//! Operations over an ordered list of decks.
//!
//! These are free functions rather than methods so they work on any slice
//! of decks: a `DeckGroup`, a fixed array of hands, or part of a table.
//! Like the single-deck operations, they only ever move items.

use serde::{Deserialize, Serialize};

use crate::core::{DeckError, Result};

use super::pile::Deck;

/// Which end of a deck an operation works on.
#[derive(Clone, Copy, Debug, PartialEq, Eq, Serialize, Deserialize)]
pub enum DeckEnd {
    /// The top (last index).
    Top,
    /// The bottom (index 0).
    Bottom,
}

/// Fold `decks` into one deck, each on top of the previous.
///
/// The result holds `decks[0]` bottom to top, then `decks[1]`, and so on.
/// Each input is drained, which fires its empty listeners.
pub fn join<T, I>(decks: I) -> Deck<T>
where
    I: IntoIterator<Item = Deck<T>>,
{
    let mut joined = Deck::new();
    let mut count = 0usize;
    for mut deck in decks {
        joined.add_deck_to_top(&mut deck);
        count += 1;
    }
    log::debug!("joined {count} decks into {} items", joined.len());
    joined
}

/// Split `source` across `hands` and merge chunk `i` onto hand `i` at `end`.
///
/// Chunks follow the [`Deck::split`] sizing rule. `source` ends empty.
pub fn distribute<T>(hands: &mut [Deck<T>], source: &mut Deck<T>, end: DeckEnd) -> Result<()> {
    if hands.is_empty() {
        return Err(DeckError::InvalidArgument("distribute needs at least one hand"));
    }

    let chunks = source.split(hands.len())?;
    for (hand, mut chunk) in hands.iter_mut().zip(chunks) {
        match end {
            DeckEnd::Top => hand.add_deck_to_top(&mut chunk),
            DeckEnd::Bottom => hand.add_deck_to_bottom(&mut chunk),
        };
    }

    log::debug!("distributed to the {end:?} of {} hands", hands.len());
    Ok(())
}

/// [`distribute`] onto the top of each hand.
pub fn distribute_to_top<T>(hands: &mut [Deck<T>], source: &mut Deck<T>) -> Result<()> {
    distribute(hands, source, DeckEnd::Top)
}

/// [`distribute`] under the bottom of each hand.
pub fn distribute_to_bottom<T>(hands: &mut [Deck<T>], source: &mut Deck<T>) -> Result<()> {
    distribute(hands, source, DeckEnd::Bottom)
}

/// Take one item from `end` of every hand, in hand order.
///
/// The items are stacked bottom to top in hand order. An empty hand
/// contributes `None` to its slot, so the result always has one slot per
/// hand.
pub fn take_round<T>(hands: &mut [Deck<T>], end: DeckEnd) -> Deck<Option<T>> {
    hands
        .iter_mut()
        .map(|hand| match end {
            DeckEnd::Top => hand.take_from_top(),
            DeckEnd::Bottom => hand.take_from_bottom(),
        })
        .collect()
}

/// [`take_round`] from the top of each hand.
pub fn take_round_from_top<T>(hands: &mut [Deck<T>]) -> Deck<Option<T>> {
    take_round(hands, DeckEnd::Top)
}

/// [`take_round`] from the bottom of each hand.
pub fn take_round_from_bottom<T>(hands: &mut [Deck<T>]) -> Deck<Option<T>> {
    take_round(hands, DeckEnd::Bottom)
}

/// Total number of items held by `decks`.
#[must_use]
pub fn total_len<T>(decks: &[Deck<T>]) -> usize {
    decks.iter().map(Deck::len).sum()
}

□ □ □

» What this task involves:
Copy down each line in the entries that has the word "joined".

» Problem solution:
    let mut joined = Deck::new();
        joined.add_deck_to_top(&mut deck);
    log::debug!("joined {count} decks into {} items", joined.len());
    joined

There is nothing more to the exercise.